Something which Nietzsche is guilty of himself. But that road leads to postmodernism.


Nietzsche did not claim to hold a privileged position in this regard, nor in his opinion does that position necessarily lead to postmodernism. Indeed Nietzsche would have been mortally offended by the entire postmodern project, the forerunners of which he clearly believed to be inspired by decadence and ressentiment. Nietzsche's "there are no facts, only interpretations" goes much deeper than postmodernist ideas about moral relativism or whatever: Nietzsche denies that there is (or at least that we have the grounds to believe in) any such thing as responsibility, guilt, will, causality, Being, or even identity, both in the personal sense and the logical sense.

His focus instead is that, given the essential failure of metaphysics, to instead try to destroy as many as the 'old idols' rooted in these cognitive biases and value judgements - to see to what extent life could endure the incorporation of small-t truth (Nietzsche suspected that many errors were actually necessary for life) - and to re-evaluate our values with the (arbitrary!) view of increasing the health of the human animal. And he makes clear that this depends on the person: "the exception should not try to become the rule." Nietzsche's philosophy is explicitly not for everyone.

In terms of practical life advice, Nietzsche ends on somewhat common ground with the Stoics -

> My formula for greatness in a human being is amor fati: that one wants nothing to be different, not forward, not backward, not in all eternity. Not merely bear what is necessary, still less conceal it—all idealism is mendacity in the face of what is necessary—but love it.


On the contrary, he is claiming to hold a privileged position; not perhaps on the true nature of knowledge, belief, or "ground truth" (although I believe he is doing that, too), but on the ability to determine what is projected interpretation and what isn't. In fact, if he isn't claiming that privileged position, then he is more than halfway to postmodernism; not perhaps denying that such a position is impossible, but at least denying that anyone has (or possibly could) find one.
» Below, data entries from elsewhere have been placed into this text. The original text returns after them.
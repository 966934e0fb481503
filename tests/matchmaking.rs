mod common;

use chatterbox::AppError;

#[tokio::test]
async fn picks_the_most_recently_seen_unmatched_user() {
    let state = common::state().await;

    // z is taken before anyone else shows up
    let w = common::user(&state, "w@uq.edu.au", 0).await;
    let z = common::user(&state, "z@uq.edu.au", 0).await;
    let wz = state.matcher.request_match(w.id).await.unwrap();
    assert_eq!(wz.members, vec![w.id, z.id]);

    let x = common::user(&state, "x@uq.edu.au", 30).await;
    let y = common::user(&state, "y@uq.edu.au", 1).await;
    common::user(&state, "old@uq.edu.au", 60).await;
    common::unverified(&state, "fresh@uq.edu.au").await;

    let room = state.matcher.request_match(x.id).await.unwrap();
    assert_eq!(room.members, vec![x.id, y.id]);
    assert!(!room.is_group);

    let x = state.users.lookup_by_id(x.id).await.unwrap();
    let y = state.users.lookup_by_id(y.id).await.unwrap();
    let z = state.users.lookup_by_id(z.id).await.unwrap();
    assert_eq!(x.random_chat_room, Some(room.id));
    assert_eq!(y.random_chat_room, Some(room.id));
    assert_eq!(z.random_chat_room, Some(wz.id));

    let stored = state.rooms.fetch(room.id).await.unwrap();
    assert_eq!(stored.messages.len(), 1);
    assert!(stored.messages[0].is_system());
}

#[tokio::test]
async fn nobody_to_match_with() {
    let state = common::state().await;
    let x = common::user(&state, "x@uq.edu.au", 0).await;

    let err = state.matcher.request_match(x.id).await.unwrap_err();
    assert!(matches!(err, AppError::NotFound(_)));

    let x = state.users.lookup_by_id(x.id).await.unwrap();
    assert_eq!(x.random_chat_room, None);
    assert!(state.rooms.room_ids_for_member(x.id).await.unwrap().is_empty());
}

#[tokio::test]
async fn room_goes_away_after_both_leave() {
    let state = common::state().await;
    let x = common::user(&state, "x@uq.edu.au", 0).await;
    let y = common::user(&state, "y@uq.edu.au", 0).await;
    let room = state.matcher.request_match(x.id).await.unwrap();

    let first = state.matcher.leave(x.id).await.unwrap();
    assert_eq!(first.room_id, room.id);
    assert!(!first.room_deleted);

    let stored = state.rooms.fetch(room.id).await.unwrap();
    assert_eq!(stored.members, vec![y.id]);
    let farewell = stored.messages.last().unwrap();
    assert!(farewell.is_system());
    assert_eq!(farewell.author, x.id);
    assert_eq!(state.users.lookup_by_id(x.id).await.unwrap().random_chat_room, None);

    let err = state.matcher.leave(x.id).await.unwrap_err();
    assert!(matches!(err, AppError::NotFound(_)));

    let second = state.matcher.leave(y.id).await.unwrap();
    assert!(second.room_deleted);
    assert!(matches!(state.rooms.fetch(room.id).await.unwrap_err(), AppError::NotFound(_)));
    assert_eq!(state.users.lookup_by_id(y.id).await.unwrap().random_chat_room, None);
}

#[tokio::test]
async fn leaving_frees_both_users_to_match_again() {
    let state = common::state().await;
    let x = common::user(&state, "x@uq.edu.au", 0).await;
    let y = common::user(&state, "y@uq.edu.au", 0).await;

    let first = state.matcher.request_match(x.id).await.unwrap();
    state.matcher.leave(x.id).await.unwrap();

    // y still holds the old room, so x has nobody
    let err = state.matcher.request_match(x.id).await.unwrap_err();
    assert!(matches!(err, AppError::NotFound(_)));

    state.matcher.leave(y.id).await.unwrap();
    let second = state.matcher.request_match(y.id).await.unwrap();
    assert_ne!(first.id, second.id);
    assert_eq!(second.members, vec![y.id, x.id]);
}

#[tokio::test]
async fn deleting_a_random_room_releases_its_members() {
    let state = common::state().await;
    let x = common::user(&state, "x@uq.edu.au", 0).await;
    let y = common::user(&state, "y@uq.edu.au", 0).await;
    let room = state.matcher.request_match(x.id).await.unwrap();

    assert!(state.rooms.delete(room.id).await.unwrap());
    for id in [x.id, y.id] {
        assert_eq!(state.users.lookup_by_id(id).await.unwrap().random_chat_room, None);
    }
}
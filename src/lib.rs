pub mod appresult;
pub mod auth;
pub mod changes;
pub mod chat;
pub mod config;
pub mod db;
pub mod rooms;
pub mod users;

use std::sync::Arc;

use axum::{extract::FromRef, Router};
use tower_http::{cors::CorsLayer, trace::TraceLayer};

pub use appresult::*;

use crate::{
    auth::UserDirectory,
    changes::ChangeFeed,
    chat::{MatchCoordinator, MessageLedger, RoomProjector, RoomStore},
    config::Config,
    db::Store,
};

#[derive(Clone, FromRef)]
pub struct AppState {
    pub config: Arc<Config>,
    pub users: UserDirectory,
    pub rooms: RoomStore,
    pub ledger: MessageLedger,
    pub projector: RoomProjector,
    pub matcher: MatchCoordinator,
    pub feed: ChangeFeed,
}

impl AppState {
    pub fn new(store: Store, config: Config) -> AppState {
        AppState {
            users: UserDirectory::new(store.clone()),
            rooms: RoomStore::new(store.clone()),
            ledger: MessageLedger::new(store.clone()),
            projector: RoomProjector::new(store.clone(), config.preview_messages),
            matcher: MatchCoordinator::new(store.clone()),
            feed: store.feed().clone(),
            config: Arc::new(config),
        }
    }
}

pub fn app(state: AppState) -> Router {
    Router::new()
        .nest("/chat-room", rooms::router())
        .nest("/user", users::router())
        .with_state(state)
        .layer(TraceLayer::new_for_http())
        .layer(CorsLayer::permissive())
}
By the way, one of the difficulties of a philosophy explicitly not for everyone is that it cannot avoid turning into us-versus-them, followed shortly by the wise and knowing versus the misguided, misled, and heathen sheep. One lesson of the 20th century (if it needed teaching again) was that philosophy can be weaponized.

(One nice thing about (my interpretation of) epicureanism and possibly Zhuangzi is that the sheep may be heathens, but I don't need to care.)


Heaven forbid!


I'm not familiar with the responding literature, but one thing that stands out is his reduction to "living according to life" and dismissal of that as tautological.

He poses the question "Is not living valuing, preferring, being unjust, being limited, endeavouring to be different?" A central point of Stoicism is answering no to that. Recognizing that our preferences are merely preferences, not needs, and that we can go forward without them controlling our attitude toward what life brings.

Of course we have preferences, and we make evaluations, and we endeavor to change. But Stoicism is partly about grasping those things loosely rather than staking our emotional well-being on them.

Even the cutesy "live according to life": does anyone deny that we often resist life? We know there will be setbacks, losses, death, etc., and instead of anticipating and flowing with them we are surprised and dismayed.

Nietzsche valued a sort of resistance to life. But it's a strawman to treat that value as axiomatic and dismiss Stoicism as inherently contradictory.